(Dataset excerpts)
※ ※ ※
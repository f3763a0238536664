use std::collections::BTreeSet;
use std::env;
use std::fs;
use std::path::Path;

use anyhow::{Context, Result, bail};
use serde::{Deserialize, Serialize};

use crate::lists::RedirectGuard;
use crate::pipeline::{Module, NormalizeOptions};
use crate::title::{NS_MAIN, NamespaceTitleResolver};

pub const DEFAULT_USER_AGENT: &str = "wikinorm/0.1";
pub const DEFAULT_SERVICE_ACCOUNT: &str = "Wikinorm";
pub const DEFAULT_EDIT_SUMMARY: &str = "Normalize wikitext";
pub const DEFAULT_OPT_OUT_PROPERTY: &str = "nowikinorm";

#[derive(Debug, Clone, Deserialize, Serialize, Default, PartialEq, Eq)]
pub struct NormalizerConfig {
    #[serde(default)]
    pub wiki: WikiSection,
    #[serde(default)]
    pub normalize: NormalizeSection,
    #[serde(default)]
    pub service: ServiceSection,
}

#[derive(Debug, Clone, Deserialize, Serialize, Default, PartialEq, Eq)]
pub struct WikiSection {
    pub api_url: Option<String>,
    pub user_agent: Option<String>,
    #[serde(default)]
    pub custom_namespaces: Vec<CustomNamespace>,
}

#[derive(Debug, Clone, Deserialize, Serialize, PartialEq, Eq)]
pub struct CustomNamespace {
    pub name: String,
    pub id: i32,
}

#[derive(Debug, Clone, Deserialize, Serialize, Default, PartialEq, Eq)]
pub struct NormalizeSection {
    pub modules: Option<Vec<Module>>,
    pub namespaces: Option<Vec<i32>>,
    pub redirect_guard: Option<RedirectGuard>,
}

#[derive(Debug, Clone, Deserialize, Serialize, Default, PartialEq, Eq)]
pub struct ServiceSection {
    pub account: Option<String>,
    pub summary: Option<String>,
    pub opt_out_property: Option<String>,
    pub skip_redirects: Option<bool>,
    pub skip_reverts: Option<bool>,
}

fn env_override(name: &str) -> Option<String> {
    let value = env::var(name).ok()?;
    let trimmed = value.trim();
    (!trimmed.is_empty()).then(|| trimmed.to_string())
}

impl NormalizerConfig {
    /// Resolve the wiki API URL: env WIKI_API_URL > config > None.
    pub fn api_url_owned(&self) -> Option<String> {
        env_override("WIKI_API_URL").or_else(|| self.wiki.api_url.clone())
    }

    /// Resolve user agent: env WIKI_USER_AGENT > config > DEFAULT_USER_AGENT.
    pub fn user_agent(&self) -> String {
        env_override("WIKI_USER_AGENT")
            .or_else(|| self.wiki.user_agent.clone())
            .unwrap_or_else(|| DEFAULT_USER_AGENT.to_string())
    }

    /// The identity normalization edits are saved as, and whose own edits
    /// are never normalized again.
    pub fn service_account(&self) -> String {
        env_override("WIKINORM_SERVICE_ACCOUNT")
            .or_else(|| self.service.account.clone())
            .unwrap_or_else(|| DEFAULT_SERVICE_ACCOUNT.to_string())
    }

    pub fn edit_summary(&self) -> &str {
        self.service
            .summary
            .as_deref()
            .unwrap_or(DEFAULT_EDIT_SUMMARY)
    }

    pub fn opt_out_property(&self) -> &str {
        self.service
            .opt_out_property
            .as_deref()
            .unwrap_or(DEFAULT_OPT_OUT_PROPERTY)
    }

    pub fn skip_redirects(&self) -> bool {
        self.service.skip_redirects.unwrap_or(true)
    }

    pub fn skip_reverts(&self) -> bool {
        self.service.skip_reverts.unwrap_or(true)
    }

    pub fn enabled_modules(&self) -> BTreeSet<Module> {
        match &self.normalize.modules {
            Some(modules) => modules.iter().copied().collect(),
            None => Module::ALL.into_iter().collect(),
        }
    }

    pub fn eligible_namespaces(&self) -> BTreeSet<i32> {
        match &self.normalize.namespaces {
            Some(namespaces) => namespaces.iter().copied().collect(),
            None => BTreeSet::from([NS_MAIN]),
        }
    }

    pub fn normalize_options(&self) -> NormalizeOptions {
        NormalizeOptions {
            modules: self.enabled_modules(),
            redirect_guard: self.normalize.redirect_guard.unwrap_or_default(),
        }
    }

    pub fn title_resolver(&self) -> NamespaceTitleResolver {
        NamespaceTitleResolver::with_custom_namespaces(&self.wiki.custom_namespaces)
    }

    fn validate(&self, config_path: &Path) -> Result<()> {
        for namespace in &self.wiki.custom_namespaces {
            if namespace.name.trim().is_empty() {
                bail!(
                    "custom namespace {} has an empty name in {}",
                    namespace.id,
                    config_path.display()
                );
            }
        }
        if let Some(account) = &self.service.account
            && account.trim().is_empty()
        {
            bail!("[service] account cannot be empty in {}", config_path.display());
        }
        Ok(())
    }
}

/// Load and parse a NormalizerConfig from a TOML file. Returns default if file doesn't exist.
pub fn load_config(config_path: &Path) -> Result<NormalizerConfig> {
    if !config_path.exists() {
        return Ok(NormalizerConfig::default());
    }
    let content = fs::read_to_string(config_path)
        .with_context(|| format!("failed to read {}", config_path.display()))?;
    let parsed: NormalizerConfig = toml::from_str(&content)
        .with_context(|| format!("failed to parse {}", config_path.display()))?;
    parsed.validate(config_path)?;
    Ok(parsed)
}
※ ※ ※
**WHAT YOU NEED TO DO**
Go through the data and count each line that has the word "NormalizeSection", then give the total alone.

**RESULT BELOW**
2